Lyrische Linien

by Kristin Schmidt

Der deutsche Künstler Jürgen Partenheimer zeigt in der Galerie Wilma Lock aquarellierte Zeichnungen – lyrische Vorstellungsbilder ohne konkrete Motive.

Reforzate – das einfache Wort verschwindet fast auf der Wand. Mit zartem Bleistiftstrich ist es hingeschrieben. Wie eine anonyme Liebeserklärung oder eine beiläufige Notiz. Jedenfalls ist es keine Proklamation, dafür sind die Linien zu fragil, das Wort zu klein auf der weissen Wand der Galerie Wilma Lock. Und dennoch: So unscheinbar das Wort auch wirkt, es ist das Motto einer ganzen Ausstellung.

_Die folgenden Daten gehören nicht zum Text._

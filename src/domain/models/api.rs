use std::sync::Arc;

use anyhow::Result;
use async_trait::async_trait;

use super::ChatReply;
use super::ChatRequest;
use super::Credentials;
use super::Registration;
use super::SessionToken;
use super::UserProfile;

#[async_trait]
pub trait Api {
    /// Used at startup to warn early when the backend cannot be reached.
    async fn health_check(&self) -> Result<()>;

    /// Exchanges credentials for a bearer token. `Ok(None)` means the backend
    /// answered without a token, which is not treated as an error.
    async fn login(&self, credentials: &Credentials) -> Result<Option<SessionToken>>;

    /// Sends a query to the routing chat endpoint. Any decodable payload
    /// becomes a reply, including backend-reported errors. `Err` is reserved
    /// for transport and decoding failures.
    async fn chat(&self, token: &SessionToken, request: &ChatRequest) -> Result<ChatReply>;

    /// Same contract as `chat`, bypassing routing to address a named agent.
    async fn call_agent(
        &self,
        token: &SessionToken,
        agent: &str,
        request: &ChatRequest,
    ) -> Result<ChatReply>;

    /// Creates an account. Backend rejections, such as an email that is
    /// already registered, come back as `Err` carrying the backend's detail.
    async fn register(&self, registration: &Registration) -> Result<UserProfile>;

    /// Names of every agent registered on the backend.
    async fn list_agents(&self) -> Result<Vec<String>>;

    /// Profile of the user the token belongs to.
    async fn current_user(&self, token: &SessionToken) -> Result<UserProfile>;
}

pub type ApiBox = Arc<dyn Api + Send + Sync>;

Benannt hat sie Jürgen Partenheimer nach dem kleinen Dorf in Italien. Dorthin zog er sich zurück, dort entstand eine Serie von Bildern, die nun in St. Gallen zu sehen sind. Es sind Zeichnungen, deren Charakter dem des auf die Wand geschriebenen Wortes gleichen: Sie wirken beiläufig, leicht, beinahe flüchtig und trotzdem wohnt ihnen eine Kraft und Poesie inne. Suchende Bleistiftlinien fügen sich zu Labyrinthen, zu Zellenstrukturen und Gewebe. Sie ballen sich, verlieren sich wieder, überlagern sich und verklumpen ineinander.Eine wiederkehrende amorphe Grundform wird gestreckt, gestaucht, aufgebläht und zusammengezogen. Mal ist es ein Schwimmen und Schweben, dann wieder scheinen sich Steine zu Mauerwerk zu verbinden. Die Bleistiftlinien finden Kontrast in Flächen aus kräftigem Orange, Hellblau, Gelbgrün. Farbflächen und Linien werden in freiem Spiel zueinander assoziiert.

Selbst wenn sich immer wieder konkrete Interpretationen aufdrängen, als handle es sich etwa um Stangen und Stengel, um florale Elemente oder mikroskopische Details, so bleibt doch alles nur Vermutung. Jürgen Partenheimer lässt den Bleistift wandern und entwickelt Bilder, die unsere Vorstellungskraft beflügeln, ohne selbst mehr als eine vage Andeutung zu sein.Unwillkürlich erinnern sie an Musik, an Töne und Schwingungen. Eines ergibt das andere, einer Linie folgt parallel eine zweite, sie vereinigen sich, driften wieder auseinander und verwirbeln sich im Raum – und dies findet in immer wieder auf andere Weise spannenden und anregenden Variationen statt.

Den Anstoss zur Serie bildet eine zufällig entstandene Zeichnung: Während Filmarbeiten skizzierte Partenheimer, diesjähriger Preisträger für bildende Kunst der Stadt Dortmund, der Regisseurin seine Überlegungen: die Zeichnung als Gedankenbild. Doch warum nun Reforzate? Es zählt wie Nümbrecht in Deutschland zu den Orten, die für den 1947 in München geborenen Partenheimer den notwendigen Gegenpol zur urbanen Lebenswelt bilden. Hier ist Konzentration möglich und nötig. Hier eröffnen sich neue Räume und andere Perspektiven. Immer wieder verlässt Partenheimer den normalen, sicheren Atelierkontext. Jeder Ortswechsel bedingt eine gesteigerte Aufmerksamkeit für die Umgebung, ihre Atmosphäre und ihren Klang. Diese zwar zu spürenden, aber kaum zu fassenden, unsichtbaren Dinge sind es, die in seinen Bilder Gestalt bekommen.